[Stored items]
────────────────────
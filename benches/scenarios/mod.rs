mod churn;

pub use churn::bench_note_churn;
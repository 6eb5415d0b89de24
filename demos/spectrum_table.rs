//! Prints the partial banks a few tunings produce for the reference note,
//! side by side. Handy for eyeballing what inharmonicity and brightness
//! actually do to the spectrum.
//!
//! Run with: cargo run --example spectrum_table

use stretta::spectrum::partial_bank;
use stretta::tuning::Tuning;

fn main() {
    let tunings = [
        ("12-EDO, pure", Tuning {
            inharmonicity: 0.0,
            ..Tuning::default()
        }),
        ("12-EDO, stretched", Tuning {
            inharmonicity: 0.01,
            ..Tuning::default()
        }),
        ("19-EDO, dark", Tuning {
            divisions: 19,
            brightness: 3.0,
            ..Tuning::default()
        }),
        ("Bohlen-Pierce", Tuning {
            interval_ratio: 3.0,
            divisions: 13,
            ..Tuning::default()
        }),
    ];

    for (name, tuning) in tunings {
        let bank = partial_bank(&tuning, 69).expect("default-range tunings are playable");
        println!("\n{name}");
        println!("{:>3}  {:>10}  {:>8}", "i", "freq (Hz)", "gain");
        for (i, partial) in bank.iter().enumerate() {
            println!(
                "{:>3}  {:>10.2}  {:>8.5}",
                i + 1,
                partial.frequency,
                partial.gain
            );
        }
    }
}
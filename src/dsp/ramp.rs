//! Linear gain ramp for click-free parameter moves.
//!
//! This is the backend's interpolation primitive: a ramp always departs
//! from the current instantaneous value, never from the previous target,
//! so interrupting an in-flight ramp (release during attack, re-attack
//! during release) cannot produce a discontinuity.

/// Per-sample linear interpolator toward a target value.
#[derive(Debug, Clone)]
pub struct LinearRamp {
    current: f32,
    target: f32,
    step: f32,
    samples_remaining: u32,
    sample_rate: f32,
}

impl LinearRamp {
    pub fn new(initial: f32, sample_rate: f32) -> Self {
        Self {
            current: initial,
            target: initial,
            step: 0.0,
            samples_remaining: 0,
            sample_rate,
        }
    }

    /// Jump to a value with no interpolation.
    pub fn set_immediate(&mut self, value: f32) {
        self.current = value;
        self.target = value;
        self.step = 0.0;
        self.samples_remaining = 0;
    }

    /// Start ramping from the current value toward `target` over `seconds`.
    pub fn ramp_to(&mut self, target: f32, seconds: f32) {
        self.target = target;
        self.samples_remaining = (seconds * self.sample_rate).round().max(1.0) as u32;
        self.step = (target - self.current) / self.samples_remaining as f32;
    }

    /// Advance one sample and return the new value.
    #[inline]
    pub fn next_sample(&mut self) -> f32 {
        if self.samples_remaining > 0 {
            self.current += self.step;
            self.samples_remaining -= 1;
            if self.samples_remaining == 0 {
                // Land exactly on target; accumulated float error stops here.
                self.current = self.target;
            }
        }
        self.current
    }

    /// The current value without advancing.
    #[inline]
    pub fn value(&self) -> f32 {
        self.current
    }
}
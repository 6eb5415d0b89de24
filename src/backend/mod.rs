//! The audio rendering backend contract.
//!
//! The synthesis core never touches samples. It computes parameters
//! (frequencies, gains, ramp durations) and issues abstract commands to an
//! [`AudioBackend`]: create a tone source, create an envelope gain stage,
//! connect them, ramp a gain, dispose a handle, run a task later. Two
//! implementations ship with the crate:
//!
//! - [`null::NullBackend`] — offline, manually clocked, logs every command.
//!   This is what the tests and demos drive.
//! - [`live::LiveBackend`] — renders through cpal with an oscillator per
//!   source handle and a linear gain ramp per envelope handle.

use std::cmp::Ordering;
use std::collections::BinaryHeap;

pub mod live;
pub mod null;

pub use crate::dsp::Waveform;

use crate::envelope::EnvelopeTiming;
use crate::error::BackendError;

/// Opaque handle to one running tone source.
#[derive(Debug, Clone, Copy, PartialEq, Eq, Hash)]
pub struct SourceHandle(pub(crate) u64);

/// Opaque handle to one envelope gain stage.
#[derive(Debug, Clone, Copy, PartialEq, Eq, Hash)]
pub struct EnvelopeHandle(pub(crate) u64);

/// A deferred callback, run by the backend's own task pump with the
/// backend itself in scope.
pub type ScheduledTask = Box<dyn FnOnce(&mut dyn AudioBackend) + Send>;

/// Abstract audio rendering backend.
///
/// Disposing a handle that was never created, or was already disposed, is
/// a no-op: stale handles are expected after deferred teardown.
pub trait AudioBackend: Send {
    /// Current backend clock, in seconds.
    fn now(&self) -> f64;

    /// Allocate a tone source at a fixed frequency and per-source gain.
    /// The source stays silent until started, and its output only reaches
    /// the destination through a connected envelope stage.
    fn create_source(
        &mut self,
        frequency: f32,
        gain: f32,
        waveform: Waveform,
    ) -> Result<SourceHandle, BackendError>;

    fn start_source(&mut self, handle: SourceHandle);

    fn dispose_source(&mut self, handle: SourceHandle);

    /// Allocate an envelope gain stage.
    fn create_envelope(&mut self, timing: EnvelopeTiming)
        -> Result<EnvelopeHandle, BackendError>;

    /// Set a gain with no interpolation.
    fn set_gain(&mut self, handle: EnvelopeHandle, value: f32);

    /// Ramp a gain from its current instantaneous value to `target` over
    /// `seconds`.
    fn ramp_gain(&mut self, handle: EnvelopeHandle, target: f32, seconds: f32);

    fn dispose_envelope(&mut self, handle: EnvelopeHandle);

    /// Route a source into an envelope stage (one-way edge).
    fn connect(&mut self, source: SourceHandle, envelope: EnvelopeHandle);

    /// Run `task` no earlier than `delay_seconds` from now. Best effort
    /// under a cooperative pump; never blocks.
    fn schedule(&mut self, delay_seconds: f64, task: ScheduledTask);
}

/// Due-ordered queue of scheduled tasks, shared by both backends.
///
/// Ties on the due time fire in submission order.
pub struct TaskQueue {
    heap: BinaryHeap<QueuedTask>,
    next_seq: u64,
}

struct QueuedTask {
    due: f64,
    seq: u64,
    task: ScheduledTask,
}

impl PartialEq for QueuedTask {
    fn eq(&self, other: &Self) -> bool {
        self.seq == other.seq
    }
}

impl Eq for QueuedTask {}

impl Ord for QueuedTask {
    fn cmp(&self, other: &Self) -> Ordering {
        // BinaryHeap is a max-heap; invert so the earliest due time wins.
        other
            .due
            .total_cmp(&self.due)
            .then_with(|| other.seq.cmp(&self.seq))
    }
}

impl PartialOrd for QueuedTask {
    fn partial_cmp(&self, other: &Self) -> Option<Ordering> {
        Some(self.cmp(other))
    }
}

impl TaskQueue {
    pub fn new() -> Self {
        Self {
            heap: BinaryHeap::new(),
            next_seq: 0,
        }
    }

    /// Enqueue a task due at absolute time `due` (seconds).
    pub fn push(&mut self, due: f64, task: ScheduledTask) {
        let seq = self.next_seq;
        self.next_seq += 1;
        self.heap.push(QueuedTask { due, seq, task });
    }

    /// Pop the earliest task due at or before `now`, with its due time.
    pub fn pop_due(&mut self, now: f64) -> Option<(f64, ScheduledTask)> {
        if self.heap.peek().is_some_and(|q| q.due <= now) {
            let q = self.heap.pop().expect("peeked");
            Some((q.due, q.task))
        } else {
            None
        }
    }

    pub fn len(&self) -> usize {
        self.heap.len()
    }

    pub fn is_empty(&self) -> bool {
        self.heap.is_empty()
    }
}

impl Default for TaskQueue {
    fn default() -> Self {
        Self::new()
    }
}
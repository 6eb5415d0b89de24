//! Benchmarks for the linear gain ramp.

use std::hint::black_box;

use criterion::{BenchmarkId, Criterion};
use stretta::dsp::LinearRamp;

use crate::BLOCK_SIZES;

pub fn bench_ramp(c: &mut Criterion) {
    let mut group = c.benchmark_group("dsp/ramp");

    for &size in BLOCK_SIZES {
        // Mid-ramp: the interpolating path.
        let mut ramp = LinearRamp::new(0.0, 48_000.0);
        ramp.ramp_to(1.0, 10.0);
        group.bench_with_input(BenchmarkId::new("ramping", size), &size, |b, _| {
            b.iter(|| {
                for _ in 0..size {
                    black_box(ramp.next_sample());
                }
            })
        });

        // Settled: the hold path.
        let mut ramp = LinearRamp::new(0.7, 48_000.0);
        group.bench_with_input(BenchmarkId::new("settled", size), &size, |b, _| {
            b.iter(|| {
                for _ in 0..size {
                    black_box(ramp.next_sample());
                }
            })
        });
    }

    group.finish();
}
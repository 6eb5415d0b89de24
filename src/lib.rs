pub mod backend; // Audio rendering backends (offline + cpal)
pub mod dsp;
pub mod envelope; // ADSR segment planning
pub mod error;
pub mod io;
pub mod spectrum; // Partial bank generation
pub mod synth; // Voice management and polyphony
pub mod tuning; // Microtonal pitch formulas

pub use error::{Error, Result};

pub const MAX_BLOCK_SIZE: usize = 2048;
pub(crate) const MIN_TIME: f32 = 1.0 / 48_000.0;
────────────────────
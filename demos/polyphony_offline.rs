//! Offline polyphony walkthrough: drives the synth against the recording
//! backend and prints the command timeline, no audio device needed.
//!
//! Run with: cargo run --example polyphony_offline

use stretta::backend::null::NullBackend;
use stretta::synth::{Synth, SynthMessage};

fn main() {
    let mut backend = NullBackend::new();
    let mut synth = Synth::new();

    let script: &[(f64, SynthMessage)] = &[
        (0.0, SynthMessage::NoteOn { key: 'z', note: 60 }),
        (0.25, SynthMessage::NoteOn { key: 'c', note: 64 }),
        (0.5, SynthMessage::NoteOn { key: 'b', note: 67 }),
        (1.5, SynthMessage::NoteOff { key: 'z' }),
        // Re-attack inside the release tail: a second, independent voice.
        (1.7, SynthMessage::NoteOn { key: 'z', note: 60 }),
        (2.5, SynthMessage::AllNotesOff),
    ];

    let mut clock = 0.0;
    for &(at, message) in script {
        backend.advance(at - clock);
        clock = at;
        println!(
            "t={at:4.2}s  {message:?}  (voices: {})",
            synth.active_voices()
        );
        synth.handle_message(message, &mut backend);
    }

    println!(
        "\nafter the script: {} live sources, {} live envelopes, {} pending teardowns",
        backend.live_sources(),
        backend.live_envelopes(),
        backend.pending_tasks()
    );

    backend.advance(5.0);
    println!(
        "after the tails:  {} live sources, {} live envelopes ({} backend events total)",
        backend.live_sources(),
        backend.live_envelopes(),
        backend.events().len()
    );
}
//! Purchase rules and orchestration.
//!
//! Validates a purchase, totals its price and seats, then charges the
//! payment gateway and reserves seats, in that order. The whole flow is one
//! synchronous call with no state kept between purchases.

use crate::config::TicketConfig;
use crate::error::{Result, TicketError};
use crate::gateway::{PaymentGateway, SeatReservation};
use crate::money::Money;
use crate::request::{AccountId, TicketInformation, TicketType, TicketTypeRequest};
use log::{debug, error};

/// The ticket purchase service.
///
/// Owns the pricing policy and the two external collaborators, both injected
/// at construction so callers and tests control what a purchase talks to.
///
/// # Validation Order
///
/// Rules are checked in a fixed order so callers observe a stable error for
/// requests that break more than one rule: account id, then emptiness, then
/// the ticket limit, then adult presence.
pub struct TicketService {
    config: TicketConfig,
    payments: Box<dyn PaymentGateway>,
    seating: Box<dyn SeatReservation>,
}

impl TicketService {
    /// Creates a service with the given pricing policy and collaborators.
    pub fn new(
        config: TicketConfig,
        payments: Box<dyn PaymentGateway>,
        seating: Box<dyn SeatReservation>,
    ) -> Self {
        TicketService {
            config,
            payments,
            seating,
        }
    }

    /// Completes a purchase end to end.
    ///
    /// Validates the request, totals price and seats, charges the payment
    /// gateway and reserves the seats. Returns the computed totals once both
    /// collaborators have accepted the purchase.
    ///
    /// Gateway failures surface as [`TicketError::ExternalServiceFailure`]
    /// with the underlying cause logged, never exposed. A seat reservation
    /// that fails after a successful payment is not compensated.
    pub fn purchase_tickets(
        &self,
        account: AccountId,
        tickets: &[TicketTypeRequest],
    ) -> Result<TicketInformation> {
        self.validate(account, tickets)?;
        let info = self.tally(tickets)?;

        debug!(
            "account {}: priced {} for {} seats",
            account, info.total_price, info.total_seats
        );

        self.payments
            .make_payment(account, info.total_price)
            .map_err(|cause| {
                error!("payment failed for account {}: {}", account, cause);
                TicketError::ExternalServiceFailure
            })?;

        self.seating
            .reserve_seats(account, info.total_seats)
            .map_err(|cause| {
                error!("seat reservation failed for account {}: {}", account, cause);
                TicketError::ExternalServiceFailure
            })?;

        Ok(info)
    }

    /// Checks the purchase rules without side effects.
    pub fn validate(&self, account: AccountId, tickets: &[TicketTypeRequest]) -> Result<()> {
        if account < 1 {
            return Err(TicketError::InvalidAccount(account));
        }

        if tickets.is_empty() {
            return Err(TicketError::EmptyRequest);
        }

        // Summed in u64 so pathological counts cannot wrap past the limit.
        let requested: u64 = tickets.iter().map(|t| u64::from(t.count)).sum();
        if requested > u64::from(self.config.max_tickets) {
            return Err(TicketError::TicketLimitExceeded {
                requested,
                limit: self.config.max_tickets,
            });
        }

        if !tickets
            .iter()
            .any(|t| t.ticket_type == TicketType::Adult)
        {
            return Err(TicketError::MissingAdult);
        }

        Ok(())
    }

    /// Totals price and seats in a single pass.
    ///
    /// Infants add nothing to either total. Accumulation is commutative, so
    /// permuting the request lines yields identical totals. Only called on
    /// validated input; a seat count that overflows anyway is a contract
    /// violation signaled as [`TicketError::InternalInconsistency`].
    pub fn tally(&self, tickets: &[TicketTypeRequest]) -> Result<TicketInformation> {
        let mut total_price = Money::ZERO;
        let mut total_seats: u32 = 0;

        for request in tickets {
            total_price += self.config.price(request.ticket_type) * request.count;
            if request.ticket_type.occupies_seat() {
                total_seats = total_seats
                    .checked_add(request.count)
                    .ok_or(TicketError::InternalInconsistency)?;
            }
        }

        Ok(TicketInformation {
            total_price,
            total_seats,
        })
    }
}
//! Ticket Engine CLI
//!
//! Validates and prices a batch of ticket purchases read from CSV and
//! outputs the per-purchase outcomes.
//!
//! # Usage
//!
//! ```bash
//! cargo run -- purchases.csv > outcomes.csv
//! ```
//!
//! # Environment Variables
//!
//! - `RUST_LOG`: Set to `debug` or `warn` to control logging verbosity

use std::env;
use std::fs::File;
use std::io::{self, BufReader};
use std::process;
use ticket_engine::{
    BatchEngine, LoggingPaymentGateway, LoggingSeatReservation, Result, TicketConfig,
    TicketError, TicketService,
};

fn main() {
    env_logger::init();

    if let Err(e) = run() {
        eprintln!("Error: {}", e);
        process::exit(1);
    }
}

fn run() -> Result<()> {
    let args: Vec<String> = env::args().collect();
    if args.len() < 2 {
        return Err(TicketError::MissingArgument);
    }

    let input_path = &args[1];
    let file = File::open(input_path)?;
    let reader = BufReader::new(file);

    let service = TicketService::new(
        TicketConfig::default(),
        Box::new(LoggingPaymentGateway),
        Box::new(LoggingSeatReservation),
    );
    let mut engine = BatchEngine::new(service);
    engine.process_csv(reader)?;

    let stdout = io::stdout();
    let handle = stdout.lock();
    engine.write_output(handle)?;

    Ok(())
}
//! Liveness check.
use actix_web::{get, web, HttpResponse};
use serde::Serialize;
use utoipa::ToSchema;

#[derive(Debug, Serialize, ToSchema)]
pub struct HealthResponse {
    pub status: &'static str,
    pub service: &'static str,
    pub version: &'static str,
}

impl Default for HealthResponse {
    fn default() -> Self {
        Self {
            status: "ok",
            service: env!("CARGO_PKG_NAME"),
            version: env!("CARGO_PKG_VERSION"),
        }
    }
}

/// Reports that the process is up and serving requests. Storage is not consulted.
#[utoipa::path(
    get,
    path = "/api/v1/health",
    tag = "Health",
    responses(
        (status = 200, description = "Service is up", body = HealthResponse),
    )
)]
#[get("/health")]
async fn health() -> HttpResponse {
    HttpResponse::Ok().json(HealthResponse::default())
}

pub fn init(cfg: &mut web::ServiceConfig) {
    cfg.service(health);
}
────────────────────
Above are records; repeat only the lines starting at the line with "if self.samples_remaining == 0" and ending at the line with "and demos drive.", exactly as they appear, both included.

◆ **ANSWER SPACE**:
            if self.samples_remaining == 0 {
                // Land exactly on target; accumulated float error stops here.
                self.current = self.target;
            }
        }
        self.current
    }

    /// The current value without advancing.
    #[inline]
    pub fn value(&self) -> f32 {
        self.current
    }
}
repository 6eb5415d0b89de24
filename src/backend/mod.rs
//! The audio rendering backend contract.
//!
//! The synthesis core never touches samples. It computes parameters
//! (frequencies, gains, ramp durations) and issues abstract commands to an
//! [`AudioBackend`]: create a tone source, create an envelope gain stage,
//! connect them, ramp a gain, dispose a handle, run a task later. Two
//! implementations ship with the crate:
//!
//! - [`null::NullBackend`] — offline, manually clocked, logs every command.
//!   This is what the tests and demos drive.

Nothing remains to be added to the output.